Collected data entries
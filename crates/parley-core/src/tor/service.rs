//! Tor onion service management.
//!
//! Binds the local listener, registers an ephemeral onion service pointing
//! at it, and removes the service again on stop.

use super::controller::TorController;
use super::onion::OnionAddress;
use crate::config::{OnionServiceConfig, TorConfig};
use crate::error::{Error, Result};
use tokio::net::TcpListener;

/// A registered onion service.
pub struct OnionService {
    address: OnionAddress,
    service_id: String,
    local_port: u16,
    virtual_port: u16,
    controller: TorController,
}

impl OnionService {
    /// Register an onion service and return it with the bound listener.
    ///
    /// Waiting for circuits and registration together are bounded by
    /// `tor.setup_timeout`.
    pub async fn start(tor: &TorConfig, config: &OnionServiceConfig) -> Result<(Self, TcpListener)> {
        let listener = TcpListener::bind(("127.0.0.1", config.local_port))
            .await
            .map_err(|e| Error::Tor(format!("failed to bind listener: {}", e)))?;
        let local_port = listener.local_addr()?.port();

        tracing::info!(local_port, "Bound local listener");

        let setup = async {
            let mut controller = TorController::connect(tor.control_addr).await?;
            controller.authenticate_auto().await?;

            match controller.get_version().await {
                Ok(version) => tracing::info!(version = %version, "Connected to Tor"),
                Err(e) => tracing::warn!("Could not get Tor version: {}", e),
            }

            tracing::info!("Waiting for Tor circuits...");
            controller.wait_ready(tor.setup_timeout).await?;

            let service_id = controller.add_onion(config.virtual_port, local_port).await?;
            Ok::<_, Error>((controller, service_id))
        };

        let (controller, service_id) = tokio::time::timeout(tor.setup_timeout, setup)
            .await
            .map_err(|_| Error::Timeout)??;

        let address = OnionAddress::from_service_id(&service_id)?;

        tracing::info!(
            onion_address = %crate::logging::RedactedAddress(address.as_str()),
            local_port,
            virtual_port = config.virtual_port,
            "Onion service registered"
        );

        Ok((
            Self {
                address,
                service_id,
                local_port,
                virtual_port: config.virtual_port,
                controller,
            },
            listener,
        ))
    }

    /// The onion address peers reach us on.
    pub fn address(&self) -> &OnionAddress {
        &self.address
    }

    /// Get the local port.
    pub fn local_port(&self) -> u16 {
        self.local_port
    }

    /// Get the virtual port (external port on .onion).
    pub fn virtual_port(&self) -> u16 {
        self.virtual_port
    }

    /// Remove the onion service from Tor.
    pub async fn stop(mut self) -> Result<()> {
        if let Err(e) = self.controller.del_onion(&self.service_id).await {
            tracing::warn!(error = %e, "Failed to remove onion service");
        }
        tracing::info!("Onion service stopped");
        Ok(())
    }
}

==

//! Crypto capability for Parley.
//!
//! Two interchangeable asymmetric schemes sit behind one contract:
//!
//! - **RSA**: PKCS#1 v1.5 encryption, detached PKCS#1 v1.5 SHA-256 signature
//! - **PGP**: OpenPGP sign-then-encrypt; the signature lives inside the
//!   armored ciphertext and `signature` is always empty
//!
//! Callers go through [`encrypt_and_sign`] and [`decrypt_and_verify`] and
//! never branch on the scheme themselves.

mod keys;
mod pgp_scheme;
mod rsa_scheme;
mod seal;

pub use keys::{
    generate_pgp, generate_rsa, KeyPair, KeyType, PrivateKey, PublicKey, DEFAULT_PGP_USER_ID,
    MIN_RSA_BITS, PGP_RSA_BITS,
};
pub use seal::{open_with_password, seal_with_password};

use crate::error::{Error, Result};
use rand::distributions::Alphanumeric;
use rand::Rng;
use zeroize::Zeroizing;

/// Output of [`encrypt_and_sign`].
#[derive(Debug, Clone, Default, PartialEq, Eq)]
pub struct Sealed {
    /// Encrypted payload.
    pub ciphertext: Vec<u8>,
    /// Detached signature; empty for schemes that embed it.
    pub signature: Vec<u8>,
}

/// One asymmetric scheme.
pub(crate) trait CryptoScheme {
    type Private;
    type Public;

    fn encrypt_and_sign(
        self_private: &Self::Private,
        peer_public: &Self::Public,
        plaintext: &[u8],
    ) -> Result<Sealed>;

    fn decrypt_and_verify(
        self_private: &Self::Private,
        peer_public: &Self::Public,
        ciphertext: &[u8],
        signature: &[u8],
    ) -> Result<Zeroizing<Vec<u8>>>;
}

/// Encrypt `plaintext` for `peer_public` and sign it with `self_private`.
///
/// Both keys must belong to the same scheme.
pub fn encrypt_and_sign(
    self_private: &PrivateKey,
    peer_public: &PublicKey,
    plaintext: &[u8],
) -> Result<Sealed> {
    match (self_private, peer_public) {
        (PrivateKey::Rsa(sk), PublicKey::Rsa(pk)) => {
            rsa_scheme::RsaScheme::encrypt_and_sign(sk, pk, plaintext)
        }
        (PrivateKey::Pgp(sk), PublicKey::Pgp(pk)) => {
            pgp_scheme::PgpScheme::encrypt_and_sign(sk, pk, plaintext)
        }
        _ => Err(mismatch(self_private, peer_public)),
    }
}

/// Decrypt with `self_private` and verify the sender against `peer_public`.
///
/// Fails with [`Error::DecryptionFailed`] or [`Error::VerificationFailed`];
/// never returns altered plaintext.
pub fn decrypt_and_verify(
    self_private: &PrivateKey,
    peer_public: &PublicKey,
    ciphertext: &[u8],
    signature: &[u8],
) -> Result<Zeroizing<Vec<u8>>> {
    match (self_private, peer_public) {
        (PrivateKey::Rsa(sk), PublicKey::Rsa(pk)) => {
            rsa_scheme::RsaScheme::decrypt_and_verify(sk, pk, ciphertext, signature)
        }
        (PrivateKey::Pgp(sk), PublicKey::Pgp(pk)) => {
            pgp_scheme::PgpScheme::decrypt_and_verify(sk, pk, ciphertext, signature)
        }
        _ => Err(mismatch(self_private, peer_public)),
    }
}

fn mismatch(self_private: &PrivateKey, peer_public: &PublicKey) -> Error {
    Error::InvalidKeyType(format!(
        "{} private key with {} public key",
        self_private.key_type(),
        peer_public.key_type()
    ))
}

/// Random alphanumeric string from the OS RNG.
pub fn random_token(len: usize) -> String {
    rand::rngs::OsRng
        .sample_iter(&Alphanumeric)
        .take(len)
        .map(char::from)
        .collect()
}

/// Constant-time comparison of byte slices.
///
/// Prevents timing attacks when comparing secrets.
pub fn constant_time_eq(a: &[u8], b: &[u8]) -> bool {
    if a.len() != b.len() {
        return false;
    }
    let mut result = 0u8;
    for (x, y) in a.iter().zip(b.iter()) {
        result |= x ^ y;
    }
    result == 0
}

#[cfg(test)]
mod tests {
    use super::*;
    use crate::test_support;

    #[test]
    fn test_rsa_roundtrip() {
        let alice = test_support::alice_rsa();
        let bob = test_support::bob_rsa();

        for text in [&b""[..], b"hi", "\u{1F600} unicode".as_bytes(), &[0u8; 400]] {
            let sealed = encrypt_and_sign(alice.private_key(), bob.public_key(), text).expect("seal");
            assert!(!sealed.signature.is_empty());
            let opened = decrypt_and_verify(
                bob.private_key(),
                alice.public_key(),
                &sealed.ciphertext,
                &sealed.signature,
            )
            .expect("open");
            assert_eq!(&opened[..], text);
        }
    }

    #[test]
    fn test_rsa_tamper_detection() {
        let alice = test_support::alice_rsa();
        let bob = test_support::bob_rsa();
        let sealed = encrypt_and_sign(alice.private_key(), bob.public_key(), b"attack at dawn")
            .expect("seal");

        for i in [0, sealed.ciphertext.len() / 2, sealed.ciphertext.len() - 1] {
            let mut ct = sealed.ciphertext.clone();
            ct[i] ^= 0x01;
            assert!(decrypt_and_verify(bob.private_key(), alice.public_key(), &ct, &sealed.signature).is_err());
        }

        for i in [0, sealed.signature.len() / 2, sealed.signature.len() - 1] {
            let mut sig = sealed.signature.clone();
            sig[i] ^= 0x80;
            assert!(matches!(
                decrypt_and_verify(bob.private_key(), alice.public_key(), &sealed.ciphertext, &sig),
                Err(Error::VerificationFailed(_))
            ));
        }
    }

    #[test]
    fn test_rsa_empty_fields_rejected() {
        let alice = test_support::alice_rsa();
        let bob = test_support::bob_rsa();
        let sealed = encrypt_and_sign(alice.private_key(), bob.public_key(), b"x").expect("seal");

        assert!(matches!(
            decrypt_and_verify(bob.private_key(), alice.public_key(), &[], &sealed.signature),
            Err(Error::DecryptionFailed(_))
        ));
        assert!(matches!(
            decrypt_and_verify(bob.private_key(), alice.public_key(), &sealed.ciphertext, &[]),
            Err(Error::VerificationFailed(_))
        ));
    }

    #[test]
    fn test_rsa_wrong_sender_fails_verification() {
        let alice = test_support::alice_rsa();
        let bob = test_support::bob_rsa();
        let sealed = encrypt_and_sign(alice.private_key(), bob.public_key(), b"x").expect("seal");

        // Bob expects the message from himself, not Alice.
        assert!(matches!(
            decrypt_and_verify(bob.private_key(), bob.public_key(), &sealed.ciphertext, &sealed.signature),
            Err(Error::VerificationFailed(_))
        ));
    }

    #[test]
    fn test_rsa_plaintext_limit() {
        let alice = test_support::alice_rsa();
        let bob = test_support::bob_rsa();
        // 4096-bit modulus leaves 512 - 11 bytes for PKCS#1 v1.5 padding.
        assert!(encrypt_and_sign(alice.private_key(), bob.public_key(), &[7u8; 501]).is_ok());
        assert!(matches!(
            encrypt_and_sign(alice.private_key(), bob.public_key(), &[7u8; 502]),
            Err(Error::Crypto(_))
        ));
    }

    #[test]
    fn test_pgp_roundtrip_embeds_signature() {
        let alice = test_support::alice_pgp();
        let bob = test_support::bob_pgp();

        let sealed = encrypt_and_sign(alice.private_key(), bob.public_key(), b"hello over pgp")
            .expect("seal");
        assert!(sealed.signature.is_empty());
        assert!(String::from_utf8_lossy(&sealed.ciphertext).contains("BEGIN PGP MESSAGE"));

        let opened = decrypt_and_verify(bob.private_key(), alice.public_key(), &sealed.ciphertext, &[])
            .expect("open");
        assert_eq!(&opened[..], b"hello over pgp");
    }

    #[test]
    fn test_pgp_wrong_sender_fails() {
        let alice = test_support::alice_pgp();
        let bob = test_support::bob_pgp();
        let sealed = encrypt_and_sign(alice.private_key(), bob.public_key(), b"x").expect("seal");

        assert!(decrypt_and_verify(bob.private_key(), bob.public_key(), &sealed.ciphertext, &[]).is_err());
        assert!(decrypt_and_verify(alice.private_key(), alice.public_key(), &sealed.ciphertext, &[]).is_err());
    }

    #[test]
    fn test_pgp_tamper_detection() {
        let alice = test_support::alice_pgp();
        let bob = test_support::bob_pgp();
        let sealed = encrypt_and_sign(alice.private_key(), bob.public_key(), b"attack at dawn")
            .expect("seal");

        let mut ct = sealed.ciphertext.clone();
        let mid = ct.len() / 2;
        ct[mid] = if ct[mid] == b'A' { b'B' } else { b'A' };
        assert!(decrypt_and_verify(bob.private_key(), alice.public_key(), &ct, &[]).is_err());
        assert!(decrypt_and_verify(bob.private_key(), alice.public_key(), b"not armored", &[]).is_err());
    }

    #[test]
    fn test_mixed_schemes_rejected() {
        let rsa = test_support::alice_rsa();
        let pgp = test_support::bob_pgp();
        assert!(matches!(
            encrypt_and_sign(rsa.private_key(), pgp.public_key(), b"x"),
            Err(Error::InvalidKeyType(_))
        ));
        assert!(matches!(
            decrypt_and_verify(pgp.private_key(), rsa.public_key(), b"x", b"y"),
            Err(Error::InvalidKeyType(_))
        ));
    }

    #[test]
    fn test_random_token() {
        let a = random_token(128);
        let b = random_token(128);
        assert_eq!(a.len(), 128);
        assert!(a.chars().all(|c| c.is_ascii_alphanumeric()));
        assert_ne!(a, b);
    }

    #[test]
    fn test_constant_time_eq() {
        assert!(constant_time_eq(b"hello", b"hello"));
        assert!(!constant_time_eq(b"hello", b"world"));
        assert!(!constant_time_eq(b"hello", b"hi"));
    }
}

# [What this task involves]
Repeat, exactly as they stand above, the lines from the line with "filename crates/parley-core/src/tor/service.rs" to the line with "use super::controller::TorController;", both lines included.

# [Response for this exercise]
filename crates/parley-core/src/tor/service.rs
//! Tor onion service management.
//!
//! Binds the local listener, registers an ephemeral onion service pointing
//! at it, and removes the service again on stop.

use super::controller::TorController;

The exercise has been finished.